The committee inquiry had examined how the UK was currently implementing the European Convention on Human Rights and the UN Guiding Principles on Business and Human Rights which place duties on countries to protect against human rights abuses by businesses and provide access to remedy for victims. They also place a corresponding responsibility on businesses to respect human rights.
The committee said the UK had demonstrated its commitment to the UN Guiding Principles by publishing a National Action Plan in 2013. However, the committee suggested that the updated plan produced in 2016 was “modest in scope and fails to incorporate best practice regarding having measureable objectives.”
The committee recommended that before producing the next update to the national action plan the government should consult widely with a range of stakeholders, “to develop more ambitious and specific targets, and to implement measures to allow for these targets to be evaluated.”

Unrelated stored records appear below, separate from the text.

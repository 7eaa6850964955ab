//! Presentation seam between `Hunt` and whatever renders it.

use crate::certificate::Certificate;
use crate::levels::Level;
use crate::navigation::{Landing, Page};
use crate::schedule::Scheduled;

/// Everything the hunt needs from a renderer. The browser implementation is
/// `web::DomView`; tests record calls instead.
pub trait HuntView {
    /// Make `page` the only visible page.
    fn show_page(&mut self, page: Page);
    /// Rebuild the landing buttons for the given progress variant.
    fn render_landing(&mut self, landing: Landing);
    /// Set (or clear with `None`) the inline message under a level input.
    fn show_message(&mut self, level: Level, message: Option<&str>);
    /// Clear and highlight the input of a solved level.
    fn mark_accepted(&mut self, level: Level);
    fn set_shaking(&mut self, level: Level, shaking: bool);
    fn focus_input(&mut self, page: Page);
    fn show_certificate(&mut self, certificate: &Certificate);
    /// Empty every answer input and the name field and blank the certificate,
    /// leaving the page as a fresh load would.
    fn clear_inputs(&mut self);
    /// Blocking user notification.
    fn alert(&mut self, message: &str);
    /// Arm a timer that later calls `Hunt::fire(timer.id)`.
    fn schedule(&mut self, timer: Scheduled);
}
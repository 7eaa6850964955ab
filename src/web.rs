//! Browser glue.
//!
//! `DomView` renders the hunt into the page markup (`.page` sections with ids
//! `landing`, `level1`..`level5`, `final`, `certificate`; inputs `answerN` with
//! message slots `errorN`; `#landingButtons`, `#userName`,
//! `#certificateContent`, `#certificateName`, `#certificateDate` and
//! `.certificate-actions`). The exported functions are what the page's
//! buttons call.

use std::cell::RefCell;
use std::sync::Once;

use chrono::NaiveDate;
use js_sys::{Object, Promise, Reflect};
use wasm_bindgen::JsCast;
use wasm_bindgen::prelude::*;
use wasm_bindgen_futures::{JsFuture, spawn_local};
use web_sys::{
    Document, Element, HtmlAnchorElement, HtmlCanvasElement, HtmlElement, HtmlInputElement,
    KeyboardEvent, window,
};

use crate::certificate::Certificate;
use crate::config::HuntConfig;
use crate::error::ExportError;
use crate::export::{
    CaptureControls, Download, RasterImage, Rasterizer, RenderOptions, export_certificate,
};
use crate::hunt::{EXPORT_FAILED_MESSAGE, Hunt, RESET_CONFIRM_MESSAGE};
use crate::levels::Level;
use crate::navigation::{Landing, Page};
use crate::schedule::Scheduled;
use crate::storage::BrowserStorage;
use crate::view::HuntView;

const SHAKE_STYLE_ID: &str = "hunt-shake-keyframes";
const SHAKE_KEYFRAMES: &str = "
    @keyframes shake {
        0%, 100% { transform: translateX(0); }
        10%, 30%, 50%, 70%, 90% { transform: translateX(-5px); }
        20%, 40%, 60%, 80% { transform: translateX(5px); }
    }
";

type BrowserHunt = Hunt<BrowserStorage, DomView>;

thread_local! {
    static HUNT: RefCell<Option<BrowserHunt>> = const { RefCell::new(None) };
}

fn with_hunt<R>(f: impl FnOnce(&mut BrowserHunt) -> R) -> Option<R> {
    HUNT.with(|cell| cell.borrow_mut().as_mut().map(f))
}

fn js_error(err: &JsValue) -> String {
    err.as_string().unwrap_or_else(|| format!("{err:?}"))
}

fn document() -> Option<Document> {
    window().and_then(|w| w.document())
}

fn alert(message: &str) {
    if let Some(win) = window() {
        win.alert_with_message(message).ok();
    }
}

fn input_value(id: &str) -> String {
    document()
        .and_then(|doc| doc.get_element_by_id(id))
        .and_then(|el| el.dyn_into::<HtmlInputElement>().ok())
        .map(|input| input.value())
        .unwrap_or_default()
}

fn today() -> NaiveDate {
    let now = js_sys::Date::new_0();
    NaiveDate::from_ymd_opt(now.get_full_year() as i32, now.get_month() + 1, now.get_date())
        .unwrap_or_default()
}

// --- Entry points -------------------------------------------------------------

#[wasm_bindgen]
pub fn start_hunt() -> Result<(), JsValue> {
    start_hunt_with_config(None)
}

/// Start with JSON configuration overrides (see `HuntConfig`).
#[wasm_bindgen]
pub fn start_hunt_with_config(config_json: Option<String>) -> Result<(), JsValue> {
    let config = match config_json.as_deref() {
        Some(json) => HuntConfig::from_json(json).map_err(|e| JsValue::from_str(&e.to_string()))?,
        None => HuntConfig::default(),
    };
    init_logging(&config);

    if HUNT.with(|cell| cell.borrow().is_some()) {
        log::warn!("hunt already started");
        return Ok(());
    }

    let win = window().ok_or_else(|| JsValue::from_str("no window"))?;
    let doc = win
        .document()
        .ok_or_else(|| JsValue::from_str("no document"))?;
    install_shake_keyframes(&doc)?;

    let view = DomView::new(doc.clone(), config.shake_ms);
    let hunt = Hunt::start(config, BrowserStorage::from_window(), view);
    HUNT.with(|cell| cell.replace(Some(hunt)));

    attach_answer_inputs(&doc)?;
    Ok(())
}
//! Page state machine.
//!
//! Exactly one `Page` is active at a time. The navigator only tracks which
//! one; side effects (persistence, rendering, timers) belong to `Hunt`.

use std::fmt;

use crate::levels::Level;
use crate::progress::Progress;

/// A single visible view of the hunt.
#[derive(Clone, Copy, Debug, PartialEq, Eq, Hash)]
pub enum Page {
    Landing,
    Level(Level),
    Final,
    Certificate,
}

impl Page {
    /// DOM id of the page container.
    pub fn element_id(self) -> String {
        match self {
            Page::Landing => "landing".into(),
            Page::Level(level) => format!("level{}", level.number()),
            Page::Final => "final".into(),
            Page::Certificate => "certificate".into(),
        }
    }

    /// Where a correct answer on `level` leads.
    pub fn after(level: Level) -> Page {
        level.next().map_or(Page::Final, Page::Level)
    }

    pub fn level(self) -> Option<Level> {
        match self {
            Page::Level(level) => Some(level),
            _ => None,
        }
    }
}

impl fmt::Display for Page {
    fn fmt(&self, f: &mut fmt::Formatter<'_>) -> fmt::Result {
        f.write_str(&self.element_id())
    }
}

/// Landing page variant derived from stored progress.
#[derive(Clone, Copy, Debug, PartialEq, Eq)]
pub enum Landing {
    /// Nothing solved yet: "Begin".
    Fresh,
    /// Some levels solved: "Continue Journey (Level N)" plus "Start Over".
    Resume(Level),
    /// Hunt solved: "View Your Certificate" plus "Start Over".
    Finished,
}

impl Landing {
    pub fn from_progress(progress: &Progress) -> Landing {
        match progress.last_completed() {
            None => Landing::Fresh,
            Some(last) => match last.next() {
                Some(next) => Landing::Resume(next),
                None => Landing::Finished,
            },
        }
    }

    /// Page reached by the landing's primary action.
    pub fn target(self) -> Page {
        match self {
            Landing::Fresh => Page::Level(Level::FIRST),
            Landing::Resume(level) => Page::Level(level),
            Landing::Finished => Page::Final,
        }
    }

    /// Whether the destructive "Start Over" action is offered.
    pub fn offers_start_over(self) -> bool {
        !matches!(self, Landing::Fresh)
    }
}

/// A completed page switch.
#[derive(Clone, Copy, Debug, PartialEq, Eq)]
pub struct Transition {
    pub from: Page,
    pub to: Page,
}

#[derive(Debug)]
pub struct Navigator {
    active: Page,
}

impl Default for Navigator {
    fn default() -> Self {
        Self::new()
    }
}

impl Navigator {
    pub fn new() -> Self {
        Self {
            active: Page::Landing,
        }
    }

    pub fn active(&self) -> Page {
        self.active
    }

    pub fn is_active(&self, page: Page) -> bool {
        self.active == page
    }

    /// Switch the active page; the previous one is implicitly deactivated.
    pub fn show(&mut self, page: Page) -> Transition {
        let from = std::mem::replace(&mut self.active, page);
        log::debug!("navigate {from} -> {page}");
        Transition { from, to: page }
    }

    /// Back to a freshly started session.
    pub fn restart(&mut self) {
        self.active = Page::Landing;
    }
}
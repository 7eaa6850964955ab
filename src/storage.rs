//! Key-value storage backends.
//!
//! `BrowserStorage` wraps `window.localStorage`; `MemoryStorage` is an
//! in-process map for native hosts and tests.

use std::cell::{Cell, RefCell};
use std::collections::HashMap;
use std::rc::Rc;

use wasm_bindgen::JsValue;

use crate::error::StorageError;

/// Minimal string key-value contract, shaped after the Web Storage API.
pub trait KeyValueStorage {
    /// Fetch a value; `Ok(None)` when the key was never written.
    ///
    /// # Errors
    ///
    /// Returns `StorageError` if the backend cannot be read.
    fn get_item(&self, key: &str) -> Result<Option<String>, StorageError>;

    /// Store a value, replacing any previous one.
    ///
    /// # Errors
    ///
    /// Returns `StorageError` if the backend rejects the write (quota, access).
    fn set_item(&self, key: &str, value: &str) -> Result<(), StorageError>;
}

/// Shared in-memory storage. Clones see the same entries, which lets tests
/// simulate a page reload by handing a clone to a fresh hunt.
#[derive(Clone, Debug, Default)]
pub struct MemoryStorage {
    entries: Rc<RefCell<HashMap<String, String>>>,
    fail_reads: Rc<Cell<bool>>,
    fail_writes: Rc<Cell<bool>>,
}

impl MemoryStorage {
    pub fn new() -> Self {
        Self::default()
    }

    /// Make every subsequent read fail with `StorageError::Unavailable`.
    pub fn set_fail_reads(&self, fail: bool) {
        self.fail_reads.set(fail);
    }

    /// Make every subsequent write fail with `StorageError::Backend`.
    pub fn set_fail_writes(&self, fail: bool) {
        self.fail_writes.set(fail);
    }

    /// Raw peek at a stored value.
    pub fn raw(&self, key: &str) -> Option<String> {
        self.entries.borrow().get(key).cloned()
    }
}

impl KeyValueStorage for MemoryStorage {
    fn get_item(&self, key: &str) -> Result<Option<String>, StorageError> {
        if self.fail_reads.get() {
            return Err(StorageError::Unavailable);
        }
        Ok(self.raw(key))
    }

    fn set_item(&self, key: &str, value: &str) -> Result<(), StorageError> {
        if self.fail_writes.get() {
            return Err(StorageError::Backend("quota exceeded".into()));
        }
        self.entries.borrow_mut().insert(key.to_owned(), value.to_owned());
        Ok(())
    }
}

/// `window.localStorage`, or nothing when the browser refuses access.
#[derive(Clone, Debug)]
pub struct BrowserStorage {
    storage: Option<web_sys::Storage>,
}

impl BrowserStorage {
    /// Resolve local storage from the current window. Never fails; a missing
    /// store makes every operation return `StorageError::Unavailable`.
    pub fn from_window() -> Self {
        let storage = web_sys::window().and_then(|w| w.local_storage().ok().flatten());
        if storage.is_none() {
            log::warn!("localStorage unavailable; progress will not survive reloads");
        }
        Self { storage }
    }

    fn store(&self) -> Result<&web_sys::Storage, StorageError> {
        self.storage.as_ref().ok_or(StorageError::Unavailable)
    }
}

impl KeyValueStorage for BrowserStorage {
    fn get_item(&self, key: &str) -> Result<Option<String>, StorageError> {
        self.store()?.get_item(key).map_err(backend_error)
    }

    fn set_item(&self, key: &str, value: &str) -> Result<(), StorageError> {
        self.store()?.set_item(key, value).map_err(backend_error)
    }
}

fn backend_error(err: JsValue) -> StorageError {
    StorageError::Backend(err.as_string().unwrap_or_else(|| format!("{err:?}")))
}
//! Answer normalization.

/// Reduce an answer to its canonical form: lowercase ASCII letters and digits
/// only, every separator and symbol removed.
///
/// Total and idempotent. Non-ASCII letters are dropped after lowercasing, so
/// `"Café"` and `"caf"` share a form.
pub fn normalize(input: &str) -> String {
    input
        .chars()
        .flat_map(char::to_lowercase)
        .filter(|c| c.is_ascii_lowercase() || c.is_ascii_digit())
        .collect()
}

The committee also said that the UK National Contact Point, which forms part of the mechanism for enforcing the Organisation for Economic Co-operation and Development’s OECD Guidelines for Multinational Enterprises, which encompasses the UN’s Guiding Principles, is not fit for purpose. The committee said in lacked the resources and profile needed to fulfil its role and recommended that the Government create an independent steering board for the NCP, provide extra resources to the NCP, and find new ways to publicise its findings.
Harriet Harman MP, chair of the committee, said: “No one wants to be wearing clothes made by child labour, or slave labour. UK companies need to have high standards abroad as well as here at home and they must ensure that there are not human rights abuses in their supply chain.
More can be done by the UK Government to ensure that human rights are respected by UK companies in their operations outside the UK. The Government must toughen up the law with a new legal duty on businesses to respect human rights when they are operating abroad. Victims of human rights abuses must have access to the courts. And the Government should ensure that when it buys on our behalf it doesn’t do so from suppliers who are abusing human rights.”